ArsTechnica has a good timeline of the "brawl" (too long to post here, but RTFA for it):
What started merely as strongly worded letters and back-and-forth accusations between Id Software parent company ZeniMax Media and VR headset maker Oculus has now turned into an actual legal case. ZeniMax today filed a federal lawsuit in the Northern Texas district accusing Oculus of misappropriation of trade secrets, copyright infringement, breach of contract, unfair competition, unjust enrichment, trademark infringement, and false designation.

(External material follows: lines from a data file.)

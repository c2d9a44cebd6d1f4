//! Persisted records: environments, entities, materialized frames.

use arb_framenet::{CoreType, ElementId, Frame, FrameRef};
use serde::{Deserialize, Serialize};
use std::collections::BTreeMap;

/// Unique identifier for an environment (a per-user workspace)
pub type EnvironmentId = u64;
/// Unique identifier for an entity
pub type EntityId = u64;

/// A simulation object that can be bound to frame roles.
#[derive(Debug, Clone, PartialEq, Eq, Serialize, Deserialize)]
pub struct Entity {
    pub id: EntityId,
    pub name: String,
    /// Lexical sense reference into the corpus.
    #[serde(default, skip_serializing_if = "Option::is_none")]
    pub sense_id: Option<String>,
    /// Active frame name → roles this entity plays in it.
    #[serde(default)]
    pub active_frames: BTreeMap<String, Vec<String>>,
}

impl Entity {
    pub fn new(id: EntityId, name: impl Into<String>) -> Self {
        Self {
            id,
            name: name.into(),
            sense_id: None,
            active_frames: BTreeMap::new(),
        }
    }

    pub fn with_sense(mut self, sense_id: impl Into<String>) -> Self {
        self.sense_id = Some(sense_id.into());
        self
    }

    /// Records that this entity plays `role` in `frame`. Returns `false` when
    /// the role was already recorded.
    pub fn activate(&mut self, frame: &str, role: &str) -> bool {
        let roles = self.active_frames.entry(frame.to_string()).or_default();
        if roles.iter().any(|r| r == role) {
            return false;
        }
        roles.push(role.to_string());
        true
    }

    pub fn roles_in(&self, frame: &str) -> &[String] {
        self.active_frames
            .get(frame)
            .map(Vec::as_slice)
            .unwrap_or(&[])
    }
}

#[derive(Debug, Clone, PartialEq, Eq, Serialize, Deserialize)]
pub struct PersistedElement {
    pub fnid: ElementId,
    pub name: String,
    pub core_type: CoreType,
}

/// Local mirror of a corpus frame, materialized the first time an entity is
/// bound into it.
#[derive(Debug, Clone, PartialEq, Eq, Serialize, Deserialize)]
pub struct PersistedFrame {
    pub entity_id: EntityId,
    /// The corpus frame this record mirrors (id or name).
    pub frame: FrameRef,
    pub name: String,
    #[serde(default)]
    pub definition: String,
    #[serde(default)]
    pub elements: Vec<PersistedElement>,
    #[serde(default)]
    pub is_primary: bool,
}

impl PersistedFrame {
    /// Copies name, definition and elements out of a corpus frame.
    pub fn mirror(entity_id: EntityId, frame: &Frame) -> Self {
        Self {
            entity_id,
            frame: FrameRef::Id(frame.id),
            name: frame.name.clone(),
            definition: frame.definition.clone(),
            elements: frame
                .elements
                .iter()
                .map(|e| PersistedElement {
                    fnid: e.id,
                    name: e.name.clone(),
                    core_type: e.core_type,
                })
                .collect(),
            is_primary: false,
        }
    }

    /// True when this record mirrors `frame` (by reference or by name).
    pub fn refers_to(&self, frame: &Frame) -> bool {
        self.frame.matches(frame) || self.name.eq_ignore_ascii_case(&frame.name)
    }

    /// True when a caller-supplied reference designates this record.
    pub fn answers_to(&self, frame_ref: &FrameRef) -> bool {
        if &self.frame == frame_ref {
            return true;
        }
        match frame_ref {
            FrameRef::Id(_) => false,
            FrameRef::Name(name) => {
                self.name.eq_ignore_ascii_case(name)
                    || matches!(&self.frame, FrameRef::Name(own) if own.eq_ignore_ascii_case(name))
            }
        }
    }
}

/// Scoping container for entities and their materialized frames.
#[derive(Debug, Clone, PartialEq, Eq, Serialize, Deserialize)]
pub struct Environment {
    pub id: EnvironmentId,
    pub name: String,
    #[serde(default)]
    pub entities: Vec<Entity>,
    #[serde(default)]
    pub frames: Vec<PersistedFrame>,
}

impl Environment {
    pub fn new(id: EnvironmentId, name: impl Into<String>) -> Self {
        Self {
            id,
            name: name.into(),
            entities: Vec::new(),
            frames: Vec::new(),
        }
    }

    pub fn with_entity(mut self, entity: Entity) -> Self {
        self.entities.push(entity);
        self
    }

    pub fn with_frame(mut self, frame: PersistedFrame) -> Self {
        self.frames.push(frame);
        self
    }

    pub fn entity(&self, id: EntityId) -> Option<&Entity> {
        self.entities.iter().find(|e| e.id == id)
    }

    pub fn entity_mut(&mut self, id: EntityId) -> Option<&mut Entity> {
        self.entities.iter_mut().find(|e| e.id == id)
    }

    pub fn frames_of(&self, entity_id: EntityId) -> impl Iterator<Item = &PersistedFrame> {
        self.frames.iter().filter(move |f| f.entity_id == entity_id)
    }
}
//! JSON-backed, fully in-memory corpus.
//!
//! ```text
//! corpus.json ──► CorpusDocument ──► InMemoryCorpus
//!                                     ├── frames        (BTreeMap, id order)
//!                                     ├── by_name       (lowercase name → id)
//!                                     ├── element_owner (element id → frame id)
//!                                     └── lexical units (id → unit, frame id)
//! ```

use crate::corpus::{Corpus, LexicalUnitRef};
use crate::model::{ElementId, Frame, FrameId, LexicalUnit, LexicalUnitId};
use ahash::{AHashMap, AHashSet};
use serde::{Deserialize, Serialize};
use std::collections::BTreeMap;
use std::path::Path;

/// On-disk shape of a corpus file.
#[derive(Debug, Clone, Default, Serialize, Deserialize)]
pub struct CorpusDocument {
    #[serde(default, skip_serializing_if = "Option::is_none")]
    pub version: Option<String>,
    #[serde(default)]
    pub frames: Vec<Frame>,
    #[serde(default)]
    pub lexical_units: Vec<LexicalUnit>,
}

#[derive(Debug, thiserror::Error)]
pub enum CorpusError {
    #[error("IO error: {0}")]
    Io(#[from] std::io::Error),

    #[error("Parse error: {0}")]
    Parse(#[from] serde_json::Error),

    #[error("duplicate frame id {id} (`{first}` and `{second}`)")]
    DuplicateFrame {
        id: FrameId,
        first: String,
        second: String,
    },

    #[error("frame `{frame}` declares element `{element}` more than once")]
    DuplicateElement { frame: String, element: String },

    #[error("lexical unit {id} (`{name}`) refers to unknown frame `{frame}`")]
    DanglingLexicalUnit {
        id: LexicalUnitId,
        name: String,
        frame: String,
    },
}

#[derive(Debug, Clone, Default)]
pub struct InMemoryCorpus {
    version: Option<String>,
    frames: BTreeMap<FrameId, Frame>,
    by_name: AHashMap<String, FrameId>,
    element_owner: AHashMap<ElementId, FrameId>,
    lexical_units: BTreeMap<LexicalUnitId, (LexicalUnit, FrameId)>,
}

impl InMemoryCorpus {
    pub fn from_path(path: impl AsRef<Path>) -> Result<Self, CorpusError> {
        let text = std::fs::read_to_string(path.as_ref())?;
        Self::from_json_str(&text)
    }

    pub fn from_json_str(text: &str) -> Result<Self, CorpusError> {
        let document: CorpusDocument = serde_json::from_str(text)?;
        Self::from_document(document)
    }

    pub fn from_frames(
        frames: Vec<Frame>,
        lexical_units: Vec<LexicalUnit>,
    ) -> Result<Self, CorpusError> {
        Self::from_document(CorpusDocument {
            version: None,
            frames,
            lexical_units,
        })
    }

    pub fn from_document(document: CorpusDocument) -> Result<Self, CorpusError> {
        let mut corpus = InMemoryCorpus {
            version: document.version,
            ..Default::default()
        };

        for frame in document.frames {
            let mut seen = AHashSet::new();
            for element in &frame.elements {
                if !seen.insert(element.name.to_lowercase()) {
                    return Err(CorpusError::DuplicateElement {
                        frame: frame.name.clone(),
                        element: element.name.clone(),
                    });
                }
            }
            if let Some(existing) = corpus.frames.get(&frame.id) {
                return Err(CorpusError::DuplicateFrame {
                    id: frame.id,
                    first: existing.name.clone(),
                    second: frame.name.clone(),
                });
            }

            let key = frame.name.to_lowercase();
            if let Some(other) = corpus.by_name.get(&key) {
                tracing::warn!(
                    frame_id = frame.id,
                    frame = %frame.name,
                    shadowed_by = *other,
                    "frame name already taken; name lookups resolve to the earlier frame"
                );
            } else {
                corpus.by_name.insert(key, frame.id);
            }

            for element in &frame.elements {
                if let Some(owner) = corpus.element_owner.get(&element.id) {
                    tracing::warn!(
                        element_id = element.id,
                        frame_id = frame.id,
                        owner = *owner,
                        "element id already owned by another frame; keeping the first owner"
                    );
                    continue;
                }
                corpus.element_owner.insert(element.id, frame.id);
            }

            corpus.frames.insert(frame.id, frame);
        }

        for unit in document.lexical_units {
            let frame_id = match corpus.frame_by_ref(&unit.frame) {
                Some(frame) => frame.id,
                None => {
                    return Err(CorpusError::DanglingLexicalUnit {
                        id: unit.id,
                        name: unit.name.clone(),
                        frame: unit.frame.to_string(),
                    })
                }
            };
            corpus.lexical_units.insert(unit.id, (unit, frame_id));
        }

        Ok(corpus)
    }

    pub fn version(&self) -> Option<&str> {
        self.version.as_deref()
    }

    pub fn len(&self) -> usize {
        self.frames.len()
    }

    pub fn is_empty(&self) -> bool {
        self.frames.is_empty()
    }

    /// Back to the on-disk shape (frames and units in id order).
    pub fn to_document(&self) -> CorpusDocument {
        CorpusDocument {
            version: self.version.clone(),
            frames: self.frames.values().cloned().collect(),
            lexical_units: self
                .lexical_units
                .values()
                .map(|(unit, _)| unit.clone())
                .collect(),
        }
    }
}

impl Corpus for InMemoryCorpus {
    fn frame_by_id(&self, id: FrameId) -> Option<&Frame> {
        self.frames.get(&id)
    }

    fn frame_by_name(&self, name: &str) -> Option<&Frame> {
        self.by_name
            .get(&name.trim().to_lowercase())
            .and_then(|id| self.frames.get(id))
    }

    fn all_frames(&self) -> Box<dyn Iterator<Item = &Frame> + '_> {
        Box::new(self.frames.values())
    }

    fn lexical_unit_by_id(&self, id: LexicalUnitId) -> Option<LexicalUnitRef<'_>> {
        let (unit, frame_id) = self.lexical_units.get(&id)?;
        let frame = self.frames.get(frame_id)?;
        Some(LexicalUnitRef { unit, frame })
    }

    fn lexical_units(&self) -> Box<dyn Iterator<Item = LexicalUnitRef<'_>> + '_> {
        Box::new(self.lexical_units.values().filter_map(|(unit, frame_id)| {
            self.frames
                .get(frame_id)
                .map(|frame| LexicalUnitRef { unit, frame })
        }))
    }

    fn frame_for_element(&self, element_id: ElementId) -> Option<&Frame> {
        self.element_owner
            .get(&element_id)
            .and_then(|id| self.frames.get(id))
    }
}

In a statement, an Oculus spokesperson said "the lawsuit filed by ZeniMax has no merit whatsoever. As we have previously said, ZeniMax did not contribute to any Oculus technology. Oculus will defend these claims vigorously."
Popcorn, anyone?
(Score: 2) by monster on Thursday May 22 2014, @04:51PM
Yes, it looks like a money grabber and sour grapes. combined.

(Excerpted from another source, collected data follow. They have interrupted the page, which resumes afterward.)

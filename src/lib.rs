pub mod config;
pub mod dates;
pub mod fetch;
pub mod page;
pub mod render;
pub mod runner;
pub mod store;

pub use config::{Config, FeedMeta, MonthVocabulary};
pub use dates::{DateRange, DateRangeError, DateRangeParser};
pub use fetch::{FetchError, Fetcher, HttpFetcher};
pub use page::{Extraction, ExtractError, PageExtractor};
pub use runner::{run, scrape_page, RunReport, ScrapeError};
pub use store::{OfferRecord, Store, StoreError};
//! Parsing of the Portuguese validity phrases found on the offer pages, e.g.
//! `"Campanha válida de 1 a 15 de março de 2024"` or `"Válida a 5 de janeiro de 2025"`.

use chrono::NaiveDate;
use once_cell::sync::Lazy;
use regex::{Captures, Regex};
use thiserror::Error;
use tracing::debug;

use crate::config::MonthVocabulary;

static RANGE_RE: Lazy<Regex> = Lazy::new(|| {
    Regex::new(r"\b(?P<start_day>[0-9]{1,2}) a (?P<end_day>[0-9]{1,2}) de (?P<month>[^0-9]+?) de (?P<year>[0-9]{4})\b").unwrap()
});

static SINGLE_DAY_RE: Lazy<Regex> = Lazy::new(|| {
    Regex::new(r"\b(?P<day>[0-9]{1,2}) de (?P<month>[^0-9]+?) de (?P<year>[0-9]{4})\b").unwrap()
});

#[derive(Debug, Error, PartialEq, Eq)]
pub enum DateRangeError {
    #[error("unparsable date range: {0:?}")]
    Unparsable(String),
    #[error("unknown month name: {0:?}")]
    UnknownMonth(String),
    #[error("invalid date {year:04}-{month:02}-{day:02}")]
    InvalidDate { year: i32, month: u32, day: u32 },
    #[error("date range ends ({end}) before it starts ({start})")]
    InvertedRange { start: NaiveDate, end: NaiveDate },
}

/// Inclusive validity window of an offer.
#[derive(Debug, Clone, Copy, PartialEq, Eq)]
pub struct DateRange {
    pub start: NaiveDate,
    pub end: NaiveDate,
}

/// The two phrase shapes we understand.
#[derive(Debug, Clone, Copy, PartialEq, Eq)]
pub enum DateRule {
    /// `<startDay> a <endDay> de <month> de <year>`
    Range,
    /// `<day> de <month> de <year>`
    SingleDay,
}

/// Rules in the order they are tried. `Range` goes first: `SingleDay` also
/// matches the tail of every range phrase.
pub const RULES: [DateRule; 2] = [DateRule::Range, DateRule::SingleDay];

/// Raw fields captured by a rule, before the month name is resolved.
#[derive(Debug, Clone, PartialEq, Eq)]
pub struct DateFields<'a> {
    pub start_day: u32,
    pub end_day: u32,
    pub month: &'a str,
    pub year: i32,
}

impl DateRule {
    fn pattern(self) -> &'static Regex {
        match self {
            DateRule::Range => &RANGE_RE,
            DateRule::SingleDay => &SINGLE_DAY_RE,
        }
    }

    pub fn capture(self, phrase: &str) -> Option<DateFields<'_>> {
        let caps = self.pattern().captures(phrase)?;
        let month = caps.name("month")?.as_str();
        let year = number(&caps, "year")?;
        match self {
            DateRule::Range => Some(DateFields {
                start_day: number(&caps, "start_day")?,
                end_day: number(&caps, "end_day")?,
                month,
                year,
            }),
            DateRule::SingleDay => {
                let day = number(&caps, "day")?;
                Some(DateFields {
                    start_day: day,
                    end_day: day,
                    month,
                    year,
                })
            }
        }
    }
}

fn number<T: std::str::FromStr>(caps: &Captures, name: &str) -> Option<T> {
    caps.name(name)?.as_str().parse().ok()
}

#[derive(Debug, Clone, Default)]
pub struct DateRangeParser {
    months: MonthVocabulary,
}

impl DateRangeParser {
    pub fn new(months: MonthVocabulary) -> Self {
        Self { months }
    }

    pub fn parse(&self, phrase: &str) -> Result<DateRange, DateRangeError> {
        let Some((rule, fields)) = RULES
            .iter()
            .find_map(|rule| rule.capture(phrase).map(|fields| (*rule, fields)))
        else {
            return Err(DateRangeError::Unparsable(phrase.to_string()));
        };

        let month = self
            .months
            .index_of(fields.month)
            .ok_or_else(|| DateRangeError::UnknownMonth(fields.month.trim().to_string()))?;
        let start = calendar_date(fields.year, month, fields.start_day)?;
        let end = calendar_date(fields.year, month, fields.end_day)?;
        if end < start {
            return Err(DateRangeError::InvertedRange { start, end });
        }

        debug!(?rule, %start, %end, "parsed date range");
        Ok(DateRange { start, end })
    }
}

fn calendar_date(year: i32, month: u32, day: u32) -> Result<NaiveDate, DateRangeError> {
    NaiveDate::from_ymd_opt(year, month, day)
        .ok_or(DateRangeError::InvalidDate { year, month, day })
}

Also, misappropriation of trade secrets? There's no such thing. Either it's plain theft or it's not illegal, "trade secrets" haven't got any legal protection at all, that's what patents are for (and then they aren't secret anymore). Hiring employees who have experience in the field is not misappropriation either, unless they consider their brains as "company property".
(Score: 1, Informative) by Anonymous Coward on Thursday May 22 2014, @05:29PM
Wikipedia begs to differ. https://en.wikipedia.org/wiki/Trade_secrets#Curren t_regulation [wikipedia.org]

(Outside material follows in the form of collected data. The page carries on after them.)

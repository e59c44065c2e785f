use regex::{Regex, RegexBuilder};
use scraper::{Html, Selector};
use thiserror::Error;

use crate::{
    config::Config,
    dates::{DateRangeError, DateRangeParser},
    store::OfferRecord,
};

#[derive(Debug, Error)]
pub enum ExtractError {
    #[error(transparent)]
    DateRange(#[from] DateRangeError),
    #[error("no element matches {0:?}")]
    MissingElement(String),
    #[error("invalid selector: {0}")]
    Selector(String),
    #[error("invalid no-offer pattern")]
    Pattern(#[from] regex::Error),
}

#[derive(Debug, Clone, PartialEq, Eq)]
pub enum Extraction {
    Offer(OfferRecord),
    /// The page says there is no campaign right now.
    NoOffer,
}

/// Pulls the offer name and validity window out of a landing page.
#[derive(Debug)]
pub struct PageExtractor {
    no_offer: Regex,
    offer_selector: Selector,
    offer_css: String,
    interval_selector: Selector,
    interval_css: String,
    dates: DateRangeParser,
}

impl PageExtractor {
    pub fn new(config: &Config) -> Result<Self, ExtractError> {
        let no_offer = RegexBuilder::new(&regex::escape(&config.no_offer_phrase))
            .case_insensitive(true)
            .build()?;
        Ok(Self {
            no_offer,
            offer_selector: selector(&config.offer_selector)?,
            offer_css: config.offer_selector.clone(),
            interval_selector: selector(&config.interval_selector)?,
            interval_css: config.interval_selector.clone(),
            dates: DateRangeParser::new(config.months.clone()),
        })
    }

    pub fn extract(&self, page: &str, url: &str) -> Result<Extraction, ExtractError> {
        if self.no_offer.is_match(page) {
            return Ok(Extraction::NoOffer);
        }

        let document = Html::parse_document(page);
        let offer = first_text(&document, &self.offer_selector)
            .ok_or_else(|| ExtractError::MissingElement(self.offer_css.clone()))?;
        let interval = first_text(&document, &self.interval_selector)
            .ok_or_else(|| ExtractError::MissingElement(self.interval_css.clone()))?;

        let range = self.dates.parse(&interval)?;
        Ok(Extraction::Offer(OfferRecord {
            start: range.start,
            end: range.end,
            url: url.to_string(),
            offer,
        }))
    }
}

fn selector(css: &str) -> Result<Selector, ExtractError> {
    Selector::parse(css).map_err(|e| ExtractError::Selector(format!("{css:?}: {e}")))
}

fn first_text(document: &Html, selector: &Selector) -> Option<String> {
    document
        .select(selector)
        .next()
        .map(|el| collapse_whitespace(&el.text().collect::<String>()))
}

/// Collapses every whitespace run to a single space and trims the ends.
pub fn collapse_whitespace(text: &str) -> String {
    text.split_whitespace().collect::<Vec<_>>().join(" ")
}
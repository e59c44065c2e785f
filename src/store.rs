use std::path::{Path, PathBuf};

use chrono::{DateTime, Duration, NaiveDate, NaiveTime, Utc};
use sha2::{Digest, Sha256};
use thiserror::Error;

#[derive(Debug, Error)]
pub enum StoreError {
    #[error("failed to read offer store {path:?}")]
    Read {
        path: PathBuf,
        #[source]
        source: std::io::Error,
    },
    #[error("failed to decode offer store {path:?}")]
    Decode {
        path: PathBuf,
        #[source]
        source: serde_json::Error,
    },
    #[error("failed to encode offer store")]
    Encode(#[source] serde_json::Error),
    #[error("failed to write offer store {path:?}")]
    Write {
        path: PathBuf,
        #[source]
        source: std::io::Error,
    },
}

/// One offer window scraped from one page.
#[derive(Debug, Clone, PartialEq, Eq, serde::Serialize, serde::Deserialize)]
pub struct OfferRecord {
    pub start: NaiveDate,
    pub end: NaiveDate,
    pub url: String,
    pub offer: String,
}

impl OfferRecord {
    /// Dedup key; the offer label is not part of it.
    pub fn identity(&self) -> (NaiveDate, NaiveDate, &str) {
        (self.start, self.end, self.url.as_str())
    }

    /// An offer is valid through 23:59:59 UTC of its end date.
    pub fn is_expired(&self, now: DateTime<Utc>) -> bool {
        let last_second = self.end.and_time(NaiveTime::MIN).and_utc() + Duration::seconds(86_399);
        last_second < now
    }

    /// Stable feed item id: hex sha256 of `{url}#{start}`.
    pub fn feed_guid(&self) -> String {
        let mut hasher = Sha256::new();
        hasher.update(format!("{}#{}", self.url, self.start).as_bytes());
        hex::encode(hasher.finalize())
    }
}

/// The persisted list of offers, kept newest-start first.
#[derive(Debug, Clone, Default, PartialEq, Eq)]
pub struct Store {
    records: Vec<OfferRecord>,
}

impl Store {
    pub fn new(records: Vec<OfferRecord>) -> Self {
        Self { records }
    }

    pub async fn load(path: &Path) -> Result<Self, StoreError> {
        let contents = tokio::fs::read_to_string(path)
            .await
            .map_err(|source| StoreError::Read {
                path: path.to_path_buf(),
                source,
            })?;
        Self::from_json(&contents).map_err(|source| StoreError::Decode {
            path: path.to_path_buf(),
            source,
        })
    }

    /// Writes next to `path` first and renames over it, so a failed write never
    /// leaves a truncated store behind.
    pub async fn save(&self, path: &Path) -> Result<(), StoreError> {
        let body = self.to_json().map_err(StoreError::Encode)?;
        let tmp = path.with_extension("json.tmp");
        let write_err = |source: std::io::Error| StoreError::Write {
            path: path.to_path_buf(),
            source,
        };
        tokio::fs::write(&tmp, body).await.map_err(write_err)?;
        tokio::fs::rename(&tmp, path).await.map_err(write_err)?;
        Ok(())
    }

    pub fn from_json(contents: &str) -> Result<Self, serde_json::Error> {
        Ok(Self::new(serde_json::from_str(contents)?))
    }

    pub fn to_json(&self) -> Result<String, serde_json::Error> {
        serde_json::to_string_pretty(&self.records)
    }

    /// Appends every incoming record whose `(start, end, url)` isn't stored yet,
    /// in incoming order. Returns how many were added.
    pub fn merge<I>(&mut self, incoming: I) -> usize
    where
        I: IntoIterator<Item = Option<OfferRecord>>,
    {
        let mut added = 0;
        for record in incoming.into_iter().flatten() {
            if self
                .records
                .iter()
                .any(|existing| existing.identity() == record.identity())
            {
                continue;
            }
            self.records.push(record);
            added += 1;
        }
        added
    }

    /// Stable, so records sharing a start keep their relative order.
    pub fn sort_by_start_desc(&mut self) {
        self.records.sort_by(|a, b| b.start.cmp(&a.start));
    }

    pub fn records(&self) -> &[OfferRecord] {
        &self.records
    }

    pub fn len(&self) -> usize {
        self.records.len()
    }

    pub fn is_empty(&self) -> bool {
        self.records.is_empty()
    }
}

(Score: 2) by monster on Friday May 23 2014, @06:53AM
Ok, my comment was too categoric. Anyway, from the "Uniform Trade Secrets Act" page [wikipedia.org]:
Now, how does hiring an employee with specialized knowledge in the field fits in that definition? Unless he took code with him, it doesn't(*), and Carmack is no fool.
(*) Making "having worked in the same field" fit the definition would make 99% of technical employees unhireable.
(Score: 2) by elf on Thursday May 22 2014, @07:32PM
This started before FB took over so the FB money pit wasn't a motivation
The other interesting thing is Carmack said that he met someone who had a much better idea than he did and he dropped what he was doing. If this is true then I don't think Zenimax will have much of a case. I am sure with most of these court cases there is a lot from both sides we don't know.
I like both companies in this instance, I have much respect for ID and Bethesda as they have made some of my favorite games ever. But I see Oculus as a new innovator is a completely new space so I find it a shame that they are in the situation they are now...as someone else said...it will be popcorn time when this goes to court.